=== Task prompt ===
Show me every line in the listing that has the word "rusqlite".

=== Material for this task ===
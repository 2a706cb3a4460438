use clap::Subcommand;

use voidhabit_core::storage::Profile;

use super::{print_json, CliResult};

#[derive(Subcommand)]
pub enum ConfigAction {
    /// Print the current profile
    Show,
    /// Set a profile field by its TOML key
    Set { key: String, value: String },
}

pub fn run(action: ConfigAction) -> CliResult {
    match action {
        ConfigAction::Show => {
            let profile = Profile::load()?;
            print_json(&profile)?;
        }
        ConfigAction::Set { key, value } => {
            let mut profile = Profile::load()?;
            profile.set_key(&key, &value)?;
            profile.save()?;
            print_json(&profile)?;
        }
    }
    Ok(())
}
//! Core error types for voidhabit-core.
//!
//! A thiserror-based hierarchy: `CoreError` is the library-wide error, with
//! dedicated sub-enums for storage, configuration and input validation.

use std::path::PathBuf;
use thiserror::Error;

/// Core error type for voidhabit-core.
#[derive(Error, Debug)]
pub enum CoreError {
    /// Database-related errors
    #[error("Database error: {0}")]
    Database(#[from] DatabaseError),

    /// Configuration-related errors
    #[error("Configuration error: {0}")]
    Config(#[from] ConfigError),

    /// Validation errors
    #[error("Validation error: {0}")]
    Validation(#[from] ValidationError),

    /// IO errors
    #[error("IO error: {0}")]
    Io(#[from] std::io::Error),

    /// Serialization/deserialization errors
    #[error("JSON error: {0}")]
    Json(#[from] serde_json::Error),

    /// Generic errors with context
    #[error("{0}")]
    Custom(String),
}

/// Database-specific errors.
#[derive(Error, Debug)]
pub enum DatabaseError {
    /// Failed to open database connection
    #[error("Failed to open database at {path}: {source}")]
    OpenFailed {
        path: PathBuf,
        #[source]
        source: rusqlite::Error,
    },

    /// Query execution failed
    #[error("Query failed: {0}")]
    QueryFailed(String),

    /// Migration failed
    #[error("Database migration failed: {0}")]
    MigrationFailed(String),

    /// Row not found
    #[error("No row found for {entity} '{id}'")]
    NotFound { entity: String, id: String },
}

/// Configuration-specific errors.
#[derive(Error, Debug)]
pub enum ConfigError {
    /// Failed to load configuration
    #[error("Failed to load configuration from {path}: {message}")]
    LoadFailed { path: PathBuf, message: String },

    /// Failed to save configuration
    #[error("Failed to save configuration to {path}: {message}")]
    SaveFailed { path: PathBuf, message: String },

    /// Invalid configuration value
    #[error("Invalid configuration value for '{key}': {message}")]
    InvalidValue { key: String, message: String },
}

/// Validation errors.
#[derive(Error, Debug)]
pub enum ValidationError {
    /// Empty collection
    #[error("Empty collection: {0}")]
    EmptyCollection(String),

    /// Out of bounds
    #[error("Index {index} out of bounds for {collection} (length: {len})")]
    OutOfBounds {
        collection: String,
        index: usize,
        len: usize,
    },

    /// Invalid value
    #[error("Invalid value for '{field}': {message}")]
    InvalidValue { field: String, message: String },

    /// Operation not allowed in the current state
    #[error("Invalid state for '{operation}': {message}")]
    InvalidState { operation: String, message: String },
}

impl From<rusqlite::Error> for DatabaseError {
    fn from(err: rusqlite::Error) -> Self {
        DatabaseError::QueryFailed(err.to_string())
    }
}

impl From<rusqlite::Error> for CoreError {
    fn from(err: rusqlite::Error) -> Self {
        CoreError::Database(DatabaseError::from(err))
    }
}

/// Result type alias for CoreError
pub type Result<T, E = CoreError> = std::result::Result<T, E>;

=== Output of the task ===
        source: rusqlite::Error,
impl From<rusqlite::Error> for DatabaseError {
    fn from(err: rusqlite::Error) -> Self {
impl From<rusqlite::Error> for CoreError {
    fn from(err: rusqlite::Error) -> Self {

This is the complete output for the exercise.